Problem description - Filter the lines below, copying only those with the string "Some".
***** Record set
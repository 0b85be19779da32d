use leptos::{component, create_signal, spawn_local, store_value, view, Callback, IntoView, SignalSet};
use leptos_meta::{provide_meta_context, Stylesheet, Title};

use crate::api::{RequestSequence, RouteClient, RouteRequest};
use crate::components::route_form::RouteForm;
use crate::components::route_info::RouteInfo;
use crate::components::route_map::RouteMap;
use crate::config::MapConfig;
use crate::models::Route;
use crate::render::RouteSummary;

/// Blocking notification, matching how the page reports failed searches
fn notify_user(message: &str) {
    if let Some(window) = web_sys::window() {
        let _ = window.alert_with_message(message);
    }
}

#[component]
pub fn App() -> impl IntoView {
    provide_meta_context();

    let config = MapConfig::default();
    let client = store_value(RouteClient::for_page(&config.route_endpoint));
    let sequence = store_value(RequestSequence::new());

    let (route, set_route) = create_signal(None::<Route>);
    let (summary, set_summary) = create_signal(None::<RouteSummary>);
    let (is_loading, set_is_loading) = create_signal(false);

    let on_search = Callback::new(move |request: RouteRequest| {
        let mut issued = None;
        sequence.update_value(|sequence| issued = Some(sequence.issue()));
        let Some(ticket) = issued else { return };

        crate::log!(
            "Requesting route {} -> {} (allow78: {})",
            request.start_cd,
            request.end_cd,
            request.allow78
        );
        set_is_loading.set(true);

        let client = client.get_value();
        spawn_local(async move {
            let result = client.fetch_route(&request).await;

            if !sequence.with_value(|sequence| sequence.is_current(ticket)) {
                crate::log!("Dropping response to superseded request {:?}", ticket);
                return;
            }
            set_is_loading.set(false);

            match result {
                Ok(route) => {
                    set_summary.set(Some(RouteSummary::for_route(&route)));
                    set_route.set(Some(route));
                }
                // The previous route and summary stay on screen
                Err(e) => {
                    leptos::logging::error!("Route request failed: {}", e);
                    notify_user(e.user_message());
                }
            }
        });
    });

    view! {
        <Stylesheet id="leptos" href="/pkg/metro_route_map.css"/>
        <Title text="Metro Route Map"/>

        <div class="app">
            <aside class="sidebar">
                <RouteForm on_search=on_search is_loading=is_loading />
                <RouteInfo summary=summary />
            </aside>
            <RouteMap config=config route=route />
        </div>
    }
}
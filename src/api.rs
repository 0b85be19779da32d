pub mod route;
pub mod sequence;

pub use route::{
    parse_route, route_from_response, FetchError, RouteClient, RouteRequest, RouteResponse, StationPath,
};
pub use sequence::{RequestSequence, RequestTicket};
**********
Result for this task -
    if let Some(window) = web_sys::window() {
        sequence.update_value(|sequence| issued = Some(sequence.issue()));
        let Some(ticket) = issued else { return };
                    set_summary.set(Some(RouteSummary::for_route(&route)));
                    set_route.set(Some(route));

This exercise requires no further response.